NEOS: Es braucht in Zukunft transparente und nachvollziehbare Bestellung der Uniräte

Claudia Gamon: „Wie für Aufsichtsräte bereits üblich, sollen auch Universitätsräte durch Zertifizierung und Weiterbildung professioneller aufgestellt werden.“

Wien (OTS) - „Gut, dass sich FPÖ und ÖVP nun nach langem Hin und Her endlich auf die Kandidatinnen und Kandidaten für die Universitätsräte einigen können. Die Unis noch länger im Unklaren über die Besetzung der Räte in der nächsten Funktionsperiode zu lassen, wäre absolut unverantwortlich gewesen“, so NEOS-Wissenschaftssprecherin Claudia Gamon zur heutigen Bekanntgabe der Kandidat_innen durch Minister Faßmann. „Nun müssen wir dafür sorgen, dass der Besetzungsprozess in Zukunft anders abläuft.
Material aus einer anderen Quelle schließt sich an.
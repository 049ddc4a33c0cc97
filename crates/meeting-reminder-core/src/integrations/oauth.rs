//! OAuth2 Authorization Code flow (with PKCE) for installed apps.
//!
//! 1. Opens the browser to the authorization URL
//! 2. Accepts a single callback on a localhost port
//! 3. Verifies `state` and exchanges the code for tokens
//! 4. Hands the tokens back to the caller for storage

use std::time::Duration;

use base64::{engine::general_purpose::URL_SAFE_NO_PAD, Engine as _};
use rand::RngCore;
use reqwest::Client;
use serde::{Deserialize, Serialize};
use sha2::{Digest, Sha256};
use tokio::io::{AsyncReadExt, AsyncWriteExt};
use tokio::net::TcpListener;

use crate::error::OAuthError;

/// How long `authorize` waits for the browser to come back.
pub const CALLBACK_TIMEOUT: Duration = Duration::from_secs(300);

/// Tokens are treated as expired this many seconds early.
const EXPIRY_BUFFER_SECS: i64 = 60;

#[derive(Debug, Clone, PartialEq, Eq, Serialize, Deserialize)]
pub struct OAuthTokens {
    pub access_token: String,
    pub refresh_token: Option<String>,
    pub expires_at: Option<i64>, // Unix timestamp
    pub token_type: String,
    pub scope: Option<String>,
}

impl OAuthTokens {
    pub fn is_expired_at(&self, now: i64) -> bool {
        match self.expires_at {
            Some(exp) => now > exp - EXPIRY_BUFFER_SECS,
            None => false,
        }
    }

    /// Check if the access token is expired (with 60s buffer).
    pub fn is_expired(&self) -> bool {
        self.is_expired_at(chrono::Utc::now().timestamp())
    }
}

#[derive(Debug, Clone)]
pub struct OAuthConfig {
    pub service_name: String,
    pub client_id: String,
    pub client_secret: String,
    pub auth_url: String,
    pub token_url: String,
    pub scopes: Vec<String>,
    pub redirect_port: u16,
}

impl OAuthConfig {
    pub fn redirect_uri(&self) -> String {
        format!("http://127.0.0.1:{}/callback", self.redirect_port)
    }

    pub fn auth_url_full(&self, pkce: &Pkce, state: &str) -> String {
        let scopes = self.scopes.join(" ");
        format!(
            "{}?client_id={}&redirect_uri={}&response_type=code&scope={}\
             &access_type=offline&prompt=consent\
             &code_challenge={}&code_challenge_method=S256&state={}",
            self.auth_url,
            urlencoding::encode(&self.client_id),
            urlencoding::encode(&self.redirect_uri()),
            urlencoding::encode(&scopes),
            pkce.challenge,
            urlencoding::encode(state),
        )
    }
}

/// PKCE verifier and its S256 challenge.
#[derive(Debug, Clone)]
pub struct Pkce {
    pub verifier: String,
    pub challenge: String,
}

impl Pkce {
    pub fn generate() -> Self {
        Self::from_verifier(random_token(32))
    }

    pub fn from_verifier(verifier: impl Into<String>) -> Self {
        let verifier = verifier.into();
        let challenge = URL_SAFE_NO_PAD.encode(Sha256::digest(verifier.as_bytes()));
        Self {
            verifier,
            challenge,
        }
    }
}

/// URL-safe random string from `len` random bytes.
pub fn random_token(len: usize) -> String {
    let mut bytes = vec![0u8; len];
    rand::thread_rng().fill_bytes(&mut bytes);
    URL_SAFE_NO_PAD.encode(bytes)
}

/// Run the full flow: open browser -> wait for callback -> exchange code.
pub async fn authorize(config: &OAuthConfig) -> Result<OAuthTokens, OAuthError> {
    if config.client_id.is_empty() {
        return Err(OAuthError::CredentialsNotConfigured {
            service: config.service_name.clone(),
        });
    }

    let pkce = Pkce::generate();
    let state = random_token(16);

    let listener = TcpListener::bind(("127.0.0.1", config.redirect_port))
        .await
        .map_err(|e| {
            OAuthError::AuthorizationFailed(format!(
                "cannot listen on port {}: {e}",
                config.redirect_port
            ))
        })?;

    let auth_url = config.auth_url_full(&pkce, &state);
    if let Err(err) = open::that(&auth_url) {
        tracing::warn!(error = %err, "could not open a browser");
    }
    tracing::info!(url = %auth_url, "waiting for authorization in the browser");

    let code = tokio::time::timeout(CALLBACK_TIMEOUT, accept_callback(&listener, &state)).await??;
    drop(listener);

    exchange_code(config, &code, &pkce.verifier).await
}

async fn accept_callback(listener: &TcpListener, expected_state: &str) -> Result<String, OAuthError> {
    let (mut stream, peer) = listener
        .accept()
        .await
        .map_err(|e| OAuthError::AuthorizationFailed(e.to_string()))?;
    tracing::debug!(%peer, "oauth callback connection");

    let mut buf = [0u8; 4096];
    let n = stream
        .read(&mut buf)
        .await
        .map_err(|e| OAuthError::InvalidCallback(e.to_string()))?;
    let request = String::from_utf8_lossy(&buf[..n]);

    let result = parse_callback(&request, expected_state);
    let page = match &result {
        Ok(_) => "<h2>Authentication successful!</h2><p>You can close this tab.</p>",
        Err(_) => "<h2>Authentication failed.</h2><p>Return to the terminal for details.</p>",
    };
    let response = format!(
        "HTTP/1.1 200 OK\r\nContent-Type: text/html\r\nConnection: close\r\n\r\n<html><body>{page}</body></html>"
    );
    if let Err(err) = stream.write_all(response.as_bytes()).await {
        tracing::debug!(error = %err, "failed to answer oauth callback");
    }

    result
}

/// Pull the authorization code out of the callback request line,
/// checking `state` and any `error` the provider reported.
pub fn parse_callback(request: &str, expected_state: &str) -> Result<String, OAuthError> {
    let path = request
        .lines()
        .next()
        .and_then(|line| line.split_whitespace().nth(1))
        .ok_or_else(|| OAuthError::InvalidCallback("empty request".to_string()))?;
    let url = url::Url::parse(&format!("http://localhost{path}"))
        .map_err(|e| OAuthError::InvalidCallback(e.to_string()))?;

    let mut code = None;
    let mut state = None;
    for (key, value) in url.query_pairs() {
        match key.as_ref() {
            "code" => code = Some(value.into_owned()),
            "state" => state = Some(value.into_owned()),
            "error" => return Err(OAuthError::AuthorizationFailed(value.into_owned())),
            _ => {}
        }
    }

    if state.as_deref() != Some(expected_state) {
        return Err(OAuthError::InvalidCallback("state mismatch".to_string()));
    }
    code.ok_or_else(|| OAuthError::InvalidCallback("no code in callback".to_string()))
}

/// Exchange authorization code for tokens.
pub async fn exchange_code(
    config: &OAuthConfig,
    code: &str,
    verifier: &str,
) -> Result<OAuthTokens, OAuthError> {
    let redirect_uri = config.redirect_uri();
    let params = [
        ("client_id", config.client_id.as_str()),
        ("client_secret", config.client_secret.as_str()),
        ("code", code),
        ("code_verifier", verifier),
        ("grant_type", "authorization_code"),
        ("redirect_uri", redirect_uri.as_str()),
    ];

    let body: serde_json::Value = Client::new()
        .post(&config.token_url)
        .form(&params)
        .send()
        .await?
        .json()
        .await?;

    parse_token_response(&body, None).map_err(OAuthError::TokenExchangeFailed)
}

/// Refresh an access token. A response without a new refresh token keeps
/// the old one.
pub async fn refresh_token(config: &OAuthConfig, refresh: &str) -> Result<OAuthTokens, OAuthError> {
    let params = [
        ("client_id", config.client_id.as_str()),
        ("client_secret", config.client_secret.as_str()),
        ("refresh_token", refresh),
        ("grant_type", "refresh_token"),
    ];

    let body: serde_json::Value = Client::new()
        .post(&config.token_url)
        .form(&params)
        .send()
        .await?
        .json()
        .await?;

    parse_token_response(&body, Some(refresh)).map_err(OAuthError::TokenRefreshFailed)
}

fn parse_token_response(
    body: &serde_json::Value,
    previous_refresh: Option<&str>,
) -> Result<OAuthTokens, String> {
    if let Some(error) = body.get("error") {
        let error = error.as_str().unwrap_or("unknown_error");
        let detail = body
            .get("error_description")
            .and_then(|v| v.as_str())
            .unwrap_or_default();
        return Err(format!("{error} {detail}").trim().to_string());
    }

    let access_token = body
        .get("access_token")
        .and_then(|v| v.as_str())
        .ok_or_else(|| "response has no access_token".to_string())?;

    let expires_at = body
        .get("expires_in")
        .and_then(|v| v.as_i64())
        .map(|ei| chrono::Utc::now().timestamp() + ei);

    Ok(OAuthTokens {
        access_token: access_token.to_string(),
        refresh_token: body
            .get("refresh_token")
            .and_then(|v| v.as_str())
            .map(String::from)
            .or_else(|| previous_refresh.map(String::from)),
        expires_at,
        token_type: body
            .get("token_type")
            .and_then(|v| v.as_str())
            .unwrap_or("Bearer")
            .to_string(),
        scope: body.get("scope").and_then(|v| v.as_str()).map(String::from),
    })
}

#[cfg(test)]
mod tests {
    use super::*;

    fn config(token_url: String) -> OAuthConfig {
        OAuthConfig {
            service_name: "google".to_string(),
            client_id: "client-id".to_string(),
            client_secret: "secret".to_string(),
            auth_url: "https://accounts.example.com/auth".to_string(),
            token_url,
            scopes: vec!["scope.a".to_string(), "scope.b".to_string()],
            redirect_port: 19821,
        }
    }

    #[test]
    fn pkce_challenge_matches_rfc7636_vector() {
        let pkce = Pkce::from_verifier("dBjftJeZ4CVP-mB92K27uhbUJU1p1r_wW1gFWFOEjXk");
        assert_eq!(pkce.challenge, "E9Melhoa2OwvFrEMTJguCHaoeK1t8URWbuGJSstw-cM");
    }

    #[test]
    fn random_tokens_differ() {
        assert_ne!(random_token(16), random_token(16));
    }

    #[test]
    fn auth_url_carries_pkce_and_state() {
        let pkce = Pkce::from_verifier("verifier");
        let url = config(String::new()).auth_url_full(&pkce, "xyz");
        assert!(url.starts_with("https://accounts.example.com/auth?client_id=client-id"));
        assert!(url.contains("scope=scope.a%20scope.b"));
        assert!(url.contains(&format!("code_challenge={}", pkce.challenge)));
        assert!(url.contains("code_challenge_method=S256"));
        assert!(url.contains("state=xyz"));
    }

    #[test]
    fn callback_with_matching_state() {
        let request = "GET /callback?code=4%2Fabc&state=s1 HTTP/1.1\r\nHost: 127.0.0.1\r\n\r\n";
        assert_eq!(parse_callback(request, "s1").unwrap(), "4/abc");
    }

    #[test]
    fn callback_state_mismatch() {
        let request = "GET /callback?code=abc&state=other HTTP/1.1\r\n\r\n";
        assert!(matches!(
            parse_callback(request, "s1"),
            Err(OAuthError::InvalidCallback(_))
        ));
    }

    #[test]
    fn callback_reports_provider_error() {
        let request = "GET /callback?error=access_denied&state=s1 HTTP/1.1\r\n\r\n";
        assert!(matches!(
            parse_callback(request, "s1"),
            Err(OAuthError::AuthorizationFailed(msg)) if msg == "access_denied"
        ));
    }

    #[test]
    fn expiry_has_buffer() {
        let tokens = OAuthTokens {
            access_token: "a".to_string(),
            refresh_token: None,
            expires_at: Some(1_000),
            token_type: "Bearer".to_string(),
            scope: None,
        };
        assert!(!tokens.is_expired_at(939));
        assert!(tokens.is_expired_at(941));
    }

    #[tokio::test]
    async fn refresh_keeps_previous_refresh_token() {
        let mut server = mockito::Server::new_async().await;
        let mock = server
            .mock("POST", "/token")
            .match_body(mockito::Matcher::UrlEncoded(
                "grant_type".into(),
                "refresh_token".into(),
            ))
            .with_status(200)
            .with_header("content-type", "application/json")
            .with_body(r#"{"access_token":"new","expires_in":3600,"token_type":"Bearer"}"#)
            .create_async()
            .await;

        let tokens = refresh_token(&config(format!("{}/token", server.url())), "old-refresh")
            .await
            .unwrap();
        mock.assert_async().await;
        assert_eq!(tokens.access_token, "new");
        assert_eq!(tokens.refresh_token.as_deref(), Some("old-refresh"));
        assert!(!tokens.is_expired());
    }

    #[tokio::test]
    async fn refresh_error_payload() {
        let mut server = mockito::Server::new_async().await;
        server
            .mock("POST", "/token")
            .with_status(400)
            .with_header("content-type", "application/json")
            .with_body(r#"{"error":"invalid_grant","error_description":"Token has been revoked."}"#)
            .create_async()
            .await;

        let err = refresh_token(&config(format!("{}/token", server.url())), "r")
            .await
            .unwrap_err();
        assert!(matches!(err, OAuthError::TokenRefreshFailed(msg) if msg.contains("invalid_grant")));
    }
}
Es kann nicht sein, dass Entscheidungen über solch verantwortungsvolle Aufgaben in Parteigremien hinter verschlossenen Türen getroffen werden. Die Besetzung der Uniräte muss nach einer öffentlichen Ausschreibung, bei der sich alle Interessierten bewerben können, transparent und nachvollziehbar erfolgen.“ 

Dazu kommt, dass der Rechnungshof festgestellt hat, dass die Verwaltungsaufgaben der Uniräte nicht immer reibungslos erledigt werden. NEOS fordern, die Kritik des Rechnungshofs ernst zu nehmen, und haben bereits einen Antrag im Parlament bestellt, der die Unterstützung der Uniräte durch Weiterbildungsmöglichkeiten und Zertifizierung beinhaltet – wie etwa bei Mitgliedern von Aufsichtsräten bereits üblich. „Die Erfahrungen aus der Wirtschaft zeigen, dass diese Maßnahmen sehr stark dazu beitragen, Aufsichtsräte noch professioneller aufzustellen und die immer komplexer werdenden Anforderungen und hohe Verantwortungslast gut zu bewältigen“, schließt Gamon.